Vovô era de Mato Grosso, estado que ainda não havia sido dividido em dois. Aqui no Rio de Janeiro, existia uma verdadeira colônia de mato-grossenses alguns remanescentes da ditadura de Vargas, que havia recebido apoio de pessoas influentes daquele estado, principalmente na campanha de Getúlio para o desenvolvimento da região centro-oeste, conhecida como ‘Marcha para o Oeste’. Outros, como meu avô, mandados pelas famílias para estudarem no Rio de Janeiro, que simplesmente permaneceram na capital do país, casados com cariocas, trabalhando por conta própria, na indústria ou empregados do governo. Desterrados, procuravam o consolo do sotaque típico da região e referências às famílias conhecidas que representavam. Quando vovô recebia amigos de lá, o esquema era o mesmo, mas os licores servidos eram diferentes: as frutas reinavam, ainda que eu me lembre de uma bebida de folha de figueira, mas serviam licor de pequi, banana e outro, cujo nome me causava acessos de riso desenfreado: furrundu. Até hoje tenho um sorriso indomável quando me recordo dessa bebida. O licor de pequi era meu grande conhecido, porque na prateleira mais baixa da cristaleira de vovó, onde ficavam as garrafas de licores, refletidas no espelho ao fundo do móvel, a garrafa de pequi brilhava como nenhuma outra com seu líquido dourado e a mágica da fruta inteira lá dentro.
Taça de licor, laranja, par de dados
Daniel Montoya Neiderbach (Espanha, contemporâneo)
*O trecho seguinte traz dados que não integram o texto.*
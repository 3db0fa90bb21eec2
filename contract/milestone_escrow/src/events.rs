use soroban_sdk::{contracttype, Address, Env, Symbol};

use crate::storage_types::{CampaignId, MilestoneId, ResolutionCause, VoteId, VoteType};

#[contracttype]
#[derive(Clone)]
pub struct CampaignRegisteredEvent {
    pub campaign_id: CampaignId,
    pub owner: Address,
    pub goal: i128,
}

#[contracttype]
#[derive(Clone)]
pub struct DonationRecordedEvent {
    pub campaign_id: CampaignId,
    pub donor: Address,
    pub amount: i128,
    pub contribution: i128,
}

#[contracttype]
#[derive(Clone)]
pub struct MilestoneCreatedEvent {
    pub campaign_id: CampaignId,
    pub milestone_id: MilestoneId,
    pub amount: i128,
}

#[contracttype]
#[derive(Clone)]
pub struct EvidenceSubmittedEvent {
    pub campaign_id: CampaignId,
    pub milestone_id: MilestoneId,
    pub round: u32,
    pub items: u32,
}

#[contracttype]
#[derive(Clone)]
pub struct VoteCastEvent {
    pub milestone_id: MilestoneId,
    pub vote_id: VoteId,
    pub donor: Address,
    pub vote_type: VoteType,
}

#[contracttype]
#[derive(Clone)]
pub struct MilestoneApprovedEvent {
    pub campaign_id: CampaignId,
    pub milestone_id: MilestoneId,
    pub amount: i128,
}

#[contracttype]
#[derive(Clone)]
pub struct MilestoneRejectedEvent {
    pub campaign_id: CampaignId,
    pub milestone_id: MilestoneId,
    pub cause: ResolutionCause,
}

#[contracttype]
#[derive(Clone)]
pub struct PayoutConfirmedEvent {
    pub campaign_id: CampaignId,
    pub milestone_id: MilestoneId,
    pub amount: i128,
}

pub fn emit_campaign_registered(env: &Env, event: CampaignRegisteredEvent) {
    env.events().publish((Symbol::new(env, "campaign_registered"),), event);
}

pub fn emit_donation_recorded(env: &Env, event: DonationRecordedEvent) {
    env.events().publish(
        (Symbol::new(env, "donation_recorded"), event.campaign_id),
        event,
    );
}

pub fn emit_milestone_created(env: &Env, event: MilestoneCreatedEvent) {
    env.events().publish(
        (Symbol::new(env, "milestone_created"), event.campaign_id),
        event,
    );
}

pub fn emit_evidence_submitted(env: &Env, event: EvidenceSubmittedEvent) {
    env.events().publish(
        (Symbol::new(env, "evidence_submitted"), event.milestone_id),
        event,
    );
}

pub fn emit_vote_cast(env: &Env, event: VoteCastEvent) {
    env.events().publish((Symbol::new(env, "vote_cast"), event.milestone_id), event);
}

pub fn emit_milestone_approved(env: &Env, event: MilestoneApprovedEvent) {
    env.events().publish(
        (Symbol::new(env, "milestone_approved"), event.campaign_id),
        event,
    );
}

pub fn emit_milestone_rejected(env: &Env, event: MilestoneRejectedEvent) {
    env.events().publish(
        (Symbol::new(env, "milestone_rejected"), event.campaign_id),
        event,
    );
}

pub fn emit_payout_confirmed(env: &Env, event: PayoutConfirmedEvent) {
    env.events().publish(
        (Symbol::new(env, "payout_confirmed"), event.campaign_id),
        event,
    );
}
//! Contribution ledger: cumulative donation per (campaign, donor).
//!
//! Written only when the processor records a donation. Voting reads it to
//! decide eligibility (contribution > 0) and to count eligible donors.

use soroban_sdk::{Address, Env};

use crate::config::extend_persistent;
use crate::storage_types::{CampaignId, Error, PersistentKey};

pub fn contribution_of(e: &Env, campaign_id: CampaignId, donor: &Address) -> i128 {
    e.storage()
        .persistent()
        .get(&PersistentKey::Contribution(campaign_id, donor.clone()))
        .unwrap_or(0)
}

pub fn is_eligible(e: &Env, campaign_id: CampaignId, donor: &Address) -> bool {
    contribution_of(e, campaign_id, donor) > 0
}

pub fn eligible_count(e: &Env, campaign_id: CampaignId) -> u32 {
    e.storage()
        .persistent()
        .get(&PersistentKey::DonorCount(campaign_id))
        .unwrap_or(0)
}

/// Adds `amount` to the donor's running total and returns the new total.
///
/// Contributions only grow, so a donor is counted as eligible the first time
/// their total leaves zero and stays counted.
pub fn record(
    e: &Env,
    campaign_id: CampaignId,
    donor: &Address,
    amount: i128,
) -> Result<i128, Error> {
    if amount <= 0 {
        return Err(Error::InvalidAmount);
    }

    let previous = contribution_of(e, campaign_id, donor);
    let updated = previous.checked_add(amount).ok_or(Error::ArithmeticOverflow)?;

    let key = PersistentKey::Contribution(campaign_id, donor.clone());
    e.storage().persistent().set(&key, &updated);
    extend_persistent(e, &key);

    if previous == 0 {
        let count_key = PersistentKey::DonorCount(campaign_id);
        let count = eligible_count(e, campaign_id)
            .checked_add(1)
            .ok_or(Error::ArithmeticOverflow)?;
        e.storage().persistent().set(&count_key, &count);
        extend_persistent(e, &count_key);
    }

    Ok(updated)
}
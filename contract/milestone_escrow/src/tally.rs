//! Vote recording and the quorum engine.
//!
//! Voting on a round is complete once every eligible donor has voted or the
//! votes cast reach `min_quorum`, whichever comes first. The approval
//! threshold is only looked at after completion, so an early lead never
//! decides a milestone.

use soroban_sdk::{Address, Env, String};

use crate::config::{extend_persistent, next_id};
use crate::ledger;
use crate::storage_types::{
    DataKey, Error, Milestone, MilestoneId, PersistentKey, Tally, Vote, VoteId, VoteStatistics,
    VoteType, VotingConfig, BASIS_POINTS, VOTE_WEIGHT,
};

/// Quorum and threshold arithmetic, kept free of storage.
pub struct QuorumRule;

impl QuorumRule {
    pub fn is_complete(cast: u32, eligible: u32, min_quorum: u32) -> bool {
        cast > 0 && (cast >= eligible || cast >= min_quorum)
    }

    /// `approve / cast >= threshold`, compared in integers so 3 of 5 meets 60%.
    pub fn is_approved(approve: u32, cast: u32, threshold_bps: u32) -> bool {
        if cast == 0 {
            return false;
        }
        approve as u64 * BASIS_POINTS as u64 >= threshold_bps as u64 * cast as u64
    }

    pub fn approval_ratio_bps(approve: u32, cast: u32) -> u32 {
        if cast == 0 {
            return 0;
        }
        (approve as u64 * BASIS_POINTS as u64 / cast as u64) as u32
    }
}

impl Tally {
    pub fn cast(&self) -> u32 {
        self.approve_count.saturating_add(self.reject_count)
    }
}

pub fn load(e: &Env, milestone: &Milestone) -> Tally {
    let stored: Option<Tally> = e
        .storage()
        .persistent()
        .get(&PersistentKey::Tally(milestone.id));
    match stored {
        Some(tally) if tally.round == milestone.review_round => tally,
        _ => Tally {
            round: milestone.review_round,
            approve_count: 0,
            reject_count: 0,
        },
    }
}

fn save(e: &Env, milestone_id: MilestoneId, tally: &Tally) {
    let key = PersistentKey::Tally(milestone_id);
    e.storage().persistent().set(&key, tally);
    extend_persistent(e, &key);
}

pub fn vote_of(e: &Env, milestone: &Milestone, donor: &Address) -> Option<Vote> {
    e.storage().persistent().get(&PersistentKey::Vote(
        milestone.id,
        milestone.review_round,
        donor.clone(),
    ))
}

/// Stores a donor's vote on the current round and bumps the tally.
///
/// The caller has already checked the milestone is under review.
pub fn record_vote(
    e: &Env,
    milestone: &Milestone,
    donor: &Address,
    vote_type: VoteType,
    comment: String,
) -> Result<Vote, Error> {
    if !ledger::is_eligible(e, milestone.campaign_id, donor) {
        return Err(Error::NotEligible);
    }

    let key = PersistentKey::Vote(milestone.id, milestone.review_round, donor.clone());
    if e.storage().persistent().has(&key) {
        return Err(Error::DuplicateVote);
    }

    let id: VoteId = next_id(e, &DataKey::NextVoteId)?;
    let vote = Vote {
        id,
        milestone_id: milestone.id,
        round: milestone.review_round,
        donor: donor.clone(),
        vote_type,
        weight: VOTE_WEIGHT,
        comment,
        cast_at: e.ledger().timestamp(),
    };
    e.storage().persistent().set(&key, &vote);
    extend_persistent(e, &key);

    let mut tally = load(e, milestone);
    match vote_type {
        VoteType::Approve => {
            tally.approve_count = tally
                .approve_count
                .checked_add(VOTE_WEIGHT)
                .ok_or(Error::ArithmeticOverflow)?
        }
        VoteType::Reject => {
            tally.reject_count = tally
                .reject_count
                .checked_add(VOTE_WEIGHT)
                .ok_or(Error::ArithmeticOverflow)?
        }
    }
    save(e, milestone.id, &tally);

    Ok(vote)
}

/// Snapshot built from stored state: the tally and the current eligible count.
pub fn statistics(e: &Env, milestone: &Milestone, config: &VotingConfig) -> VoteStatistics {
    let tally = load(e, milestone);
    let cast = tally.cast();
    let eligible = ledger::eligible_count(e, milestone.campaign_id);

    VoteStatistics {
        round: tally.round,
        approve_count: tally.approve_count,
        reject_count: tally.reject_count,
        cast,
        eligible,
        approval_ratio_bps: QuorumRule::approval_ratio_bps(tally.approve_count, cast),
        complete: QuorumRule::is_complete(cast, eligible, config.min_quorum),
    }
}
óleo sobre placa, 31 x 23 cm
A bebida também foi consumida quando visitas chegavam na casa de meus pais. Depois que meus avós morreram, lembro que não se precisava mais de visitas formais para os licores virem ajudar a comemorar a ocasião. A formalidade na cidade já estava se dissipando. Mamãe e minhas tias serviam licores às amigas, às irmãs, quando jogavam cartas à tarde ou se reuniam numa tarde de aniversário. A bebida muitas vezes era acompanhada de algum bombom requintado, mais frequente, no entanto, de uma torta de chocolate, nozes ou bolo de amendoim. Durante o final dos anos setenta e a década de oitenta passada era comum quem viesse de viagem internacional, trazer de presente uma garrafa de licor para um membro da família ou um amigo: Fra Angelico, Cointreau, Baileys entre outros. Não consigo precisar uma data quando na minha família perdeu-se esse hábito. Talvez a idade da geração de meus pais, talvez preocupações com saúde, ou até mesmo altos e baixos econômicos do país possam ter contribuído para isso. Visitas à noite, no meio da semana também rarearam, aconteciam principalmente entre membros da família, meu pai visitando seu irmão, meus tios vindo para um abraço rápido de congratulações pelo aniversário de alguém. Aos poucos perdeu-se o ritual do licor como gesto de boas-vindas.
Tudo mudou nos últimos quarenta anos. Às vezes precisamos de um gole de licor de amêndoas para considerar as mudanças sociais por que passamos. Devo à minha amiga Rose, e a comemoração de seus oitenta anos, essa pausa para reflexão e viagem pelas memórias de infância.
©Ladyce West, Rio de Janeiro, junho 2025.